#### INPUT FOR THIS TASK:
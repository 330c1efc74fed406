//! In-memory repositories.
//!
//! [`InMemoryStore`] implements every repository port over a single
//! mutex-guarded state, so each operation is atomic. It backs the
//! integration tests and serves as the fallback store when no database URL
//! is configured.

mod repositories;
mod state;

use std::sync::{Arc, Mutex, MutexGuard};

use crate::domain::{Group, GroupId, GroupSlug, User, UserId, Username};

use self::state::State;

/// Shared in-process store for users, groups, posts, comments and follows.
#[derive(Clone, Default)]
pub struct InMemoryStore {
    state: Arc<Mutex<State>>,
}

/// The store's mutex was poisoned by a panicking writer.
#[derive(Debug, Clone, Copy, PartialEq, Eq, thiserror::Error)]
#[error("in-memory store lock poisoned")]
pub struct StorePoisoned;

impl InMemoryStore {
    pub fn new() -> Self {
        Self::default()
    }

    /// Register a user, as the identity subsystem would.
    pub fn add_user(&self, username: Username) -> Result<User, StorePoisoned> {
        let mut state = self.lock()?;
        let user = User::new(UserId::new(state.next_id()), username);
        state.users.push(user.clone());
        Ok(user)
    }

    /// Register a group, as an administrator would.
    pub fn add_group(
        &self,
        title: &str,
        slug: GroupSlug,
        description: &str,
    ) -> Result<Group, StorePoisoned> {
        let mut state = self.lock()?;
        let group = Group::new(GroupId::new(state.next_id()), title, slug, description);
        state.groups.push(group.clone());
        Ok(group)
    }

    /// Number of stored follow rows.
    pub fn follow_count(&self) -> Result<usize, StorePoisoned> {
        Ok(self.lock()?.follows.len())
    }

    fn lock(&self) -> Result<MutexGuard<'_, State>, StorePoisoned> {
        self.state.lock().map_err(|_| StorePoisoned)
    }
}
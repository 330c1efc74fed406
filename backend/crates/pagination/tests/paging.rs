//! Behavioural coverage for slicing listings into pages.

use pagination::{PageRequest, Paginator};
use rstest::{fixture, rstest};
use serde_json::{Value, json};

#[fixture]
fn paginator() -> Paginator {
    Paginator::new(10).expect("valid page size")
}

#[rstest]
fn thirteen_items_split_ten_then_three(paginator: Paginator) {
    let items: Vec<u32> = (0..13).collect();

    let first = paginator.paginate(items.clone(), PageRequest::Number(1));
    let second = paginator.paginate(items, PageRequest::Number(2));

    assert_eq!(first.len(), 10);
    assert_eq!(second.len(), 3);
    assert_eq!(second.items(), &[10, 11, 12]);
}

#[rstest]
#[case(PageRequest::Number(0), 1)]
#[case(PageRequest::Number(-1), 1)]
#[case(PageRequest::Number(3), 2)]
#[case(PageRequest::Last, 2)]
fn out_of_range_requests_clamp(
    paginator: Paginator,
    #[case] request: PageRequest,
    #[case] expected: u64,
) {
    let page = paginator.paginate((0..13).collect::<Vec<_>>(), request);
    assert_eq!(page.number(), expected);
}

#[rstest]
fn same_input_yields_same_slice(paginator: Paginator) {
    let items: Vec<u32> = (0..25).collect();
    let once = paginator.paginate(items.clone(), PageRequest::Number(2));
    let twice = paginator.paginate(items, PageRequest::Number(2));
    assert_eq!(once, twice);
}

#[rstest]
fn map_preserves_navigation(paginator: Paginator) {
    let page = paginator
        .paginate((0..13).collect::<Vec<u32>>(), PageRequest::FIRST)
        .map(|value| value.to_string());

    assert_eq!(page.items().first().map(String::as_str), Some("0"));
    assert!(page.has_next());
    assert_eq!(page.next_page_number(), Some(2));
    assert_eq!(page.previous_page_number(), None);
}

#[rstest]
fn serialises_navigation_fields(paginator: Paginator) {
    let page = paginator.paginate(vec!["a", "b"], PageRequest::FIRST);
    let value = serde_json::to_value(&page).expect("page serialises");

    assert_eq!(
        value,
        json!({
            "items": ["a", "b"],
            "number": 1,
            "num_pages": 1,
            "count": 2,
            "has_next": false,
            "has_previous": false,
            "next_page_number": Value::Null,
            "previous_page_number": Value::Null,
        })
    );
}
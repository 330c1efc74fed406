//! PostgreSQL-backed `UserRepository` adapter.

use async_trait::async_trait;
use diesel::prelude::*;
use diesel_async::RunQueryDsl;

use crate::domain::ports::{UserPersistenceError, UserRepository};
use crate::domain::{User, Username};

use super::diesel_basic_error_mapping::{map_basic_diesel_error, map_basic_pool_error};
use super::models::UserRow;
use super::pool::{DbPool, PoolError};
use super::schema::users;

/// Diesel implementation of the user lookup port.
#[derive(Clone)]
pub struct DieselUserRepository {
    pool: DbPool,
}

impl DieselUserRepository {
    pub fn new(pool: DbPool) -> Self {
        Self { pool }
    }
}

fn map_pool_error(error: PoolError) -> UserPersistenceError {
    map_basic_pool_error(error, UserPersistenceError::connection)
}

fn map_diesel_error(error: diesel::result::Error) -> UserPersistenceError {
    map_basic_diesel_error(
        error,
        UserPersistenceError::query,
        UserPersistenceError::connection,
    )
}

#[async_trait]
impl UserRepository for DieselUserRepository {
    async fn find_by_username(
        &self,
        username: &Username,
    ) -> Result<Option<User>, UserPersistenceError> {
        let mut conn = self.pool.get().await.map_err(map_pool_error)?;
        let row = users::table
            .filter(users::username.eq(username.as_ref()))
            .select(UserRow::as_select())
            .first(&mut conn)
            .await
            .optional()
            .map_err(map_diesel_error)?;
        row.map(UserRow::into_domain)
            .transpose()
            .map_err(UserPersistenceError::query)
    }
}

#### ASSIGNMENT:
Once you have read the material, set it down again word for word.

#### ANSWER AREA:
repository 330c1efc74fed406
//! In-memory repositories.
//!
//! [`InMemoryStore`] implements every repository port over a single
//! mutex-guarded state, so each operation is atomic. It backs the
//! integration tests and serves as the fallback store when no database URL
//! is configured.

mod repositories;
mod state;

use std::sync::{Arc, Mutex, MutexGuard};

use crate::domain::{Group, GroupId, GroupSlug, User, UserId, Username};

use self::state::State;

/// Shared in-process store for users, groups, posts, comments and follows.
#[derive(Clone, Default)]
pub struct InMemoryStore {
    state: Arc<Mutex<State>>,
}

/// The store's mutex was poisoned by a panicking writer.
#[derive(Debug, Clone, Copy, PartialEq, Eq, thiserror::Error)]
#[error("in-memory store lock poisoned")]
pub struct StorePoisoned;

impl InMemoryStore {
    pub fn new() -> Self {
        Self::default()
    }

    /// Register a user, as the identity subsystem would.
    pub fn add_user(&self, username: Username) -> Result<User, StorePoisoned> {
        let mut state = self.lock()?;
        let user = User::new(UserId::new(state.next_id()), username);
        state.users.push(user.clone());
        Ok(user)
    }

    /// Register a group, as an administrator would.
    pub fn add_group(
        &self,
        title: &str,
        slug: GroupSlug,
        description: &str,
    ) -> Result<Group, StorePoisoned> {
        let mut state = self.lock()?;
        let group = Group::new(GroupId::new(state.next_id()), title, slug, description);
        state.groups.push(group.clone());
        Ok(group)
    }

    /// Number of stored follow rows.
    pub fn follow_count(&self) -> Result<usize, StorePoisoned> {
        Ok(self.lock()?.follows.len())
    }

    fn lock(&self) -> Result<MutexGuard<'_, State>, StorePoisoned> {
        self.state.lock().map_err(|_| StorePoisoned)
    }
}
repository 330c1efc74fed406
filename backend/crates/pagination/tests/paging.rs
//! Behavioural coverage for slicing listings into pages.

use pagination::{PageRequest, Paginator};
use rstest::{fixture, rstest};
use serde_json::{Value, json};

#[fixture]
fn paginator() -> Paginator {
    Paginator::new(10).expect("valid page size")
}

#[rstest]
fn thirteen_items_split_ten_then_three(paginator: Paginator) {
    let items: Vec<u32> = (0..13).collect();

    let first = paginator.paginate(items.clone(), PageRequest::Number(1));
    let second = paginator.paginate(items, PageRequest::Number(2));

    assert_eq!(first.len(), 10);
    assert_eq!(second.len(), 3);
    assert_eq!(second.items(), &[10, 11, 12]);
}

#[rstest]
#[case(PageRequest::Number(0), 1)]
#[case(PageRequest::Number(-1), 1)]
#[case(PageRequest::Number(3), 2)]
#[case(PageRequest::Last, 2)]
fn out_of_range_requests_clamp(
    paginator: Paginator,
    #[case] request: PageRequest,
    #[case] expected: u64,
) {
    let page = paginator.paginate((0..13).collect::<Vec<_>>(), request);
    assert_eq!(page.number(), expected);
}

#[rstest]
fn same_input_yields_same_slice(paginator: Paginator) {
    let items: Vec<u32> = (0..25).collect();
    let once = paginator.paginate(items.clone(), PageRequest::Number(2));
    let twice = paginator.paginate(items, PageRequest::Number(2));
    assert_eq!(once, twice);
}

#[rstest]
fn map_preserves_navigation(paginator: Paginator) {
    let page = paginator
        .paginate((0..13).collect::<Vec<u32>>(), PageRequest::FIRST)
        .map(|value| value.to_string());

    assert_eq!(page.items().first().map(String::as_str), Some("0"));
    assert!(page.has_next());
    assert_eq!(page.next_page_number(), Some(2));
    assert_eq!(page.previous_page_number(), None);
}

#[rstest]
fn serialises_navigation_fields(paginator: Paginator) {
    let page = paginator.paginate(vec!["a", "b"], PageRequest::FIRST);
    let value = serde_json::to_value(&page).expect("page serialises");

    assert_eq!(
        value,
        json!({
            "items": ["a", "b"],
            "number": 1,
            "num_pages": 1,
            "count": 2,
            "has_next": false,
            "has_previous": false,
            "next_page_number": Value::Null,
            "previous_page_number": Value::Null,
        })
    );
}
repository 330c1efc74fed406
//! PostgreSQL-backed `UserRepository` adapter.

use async_trait::async_trait;
use diesel::prelude::*;
use diesel_async::RunQueryDsl;

use crate::domain::ports::{UserPersistenceError, UserRepository};
use crate::domain::{User, Username};

use super::diesel_basic_error_mapping::{map_basic_diesel_error, map_basic_pool_error};
use super::models::UserRow;
use super::pool::{DbPool, PoolError};
use super::schema::users;

/// Diesel implementation of the user lookup port.
#[derive(Clone)]
pub struct DieselUserRepository {
    pool: DbPool,
}

impl DieselUserRepository {
    pub fn new(pool: DbPool) -> Self {
        Self { pool }
    }
}

fn map_pool_error(error: PoolError) -> UserPersistenceError {
    map_basic_pool_error(error, UserPersistenceError::connection)
}

fn map_diesel_error(error: diesel::result::Error) -> UserPersistenceError {
    map_basic_diesel_error(
        error,
        UserPersistenceError::query,
        UserPersistenceError::connection,
    )
}

#[async_trait]
impl UserRepository for DieselUserRepository {
    async fn find_by_username(
        &self,
        username: &Username,
    ) -> Result<Option<User>, UserPersistenceError> {
        let mut conn = self.pool.get().await.map_err(map_pool_error)?;
        let row = users::table
            .filter(users::username.eq(username.as_ref()))
            .select(UserRow::as_select())
            .first(&mut conn)
            .await
            .optional()
            .map_err(map_diesel_error)?;
        row.map(UserRow::into_domain)
            .transpose()
            .map_err(UserPersistenceError::query)
    }
}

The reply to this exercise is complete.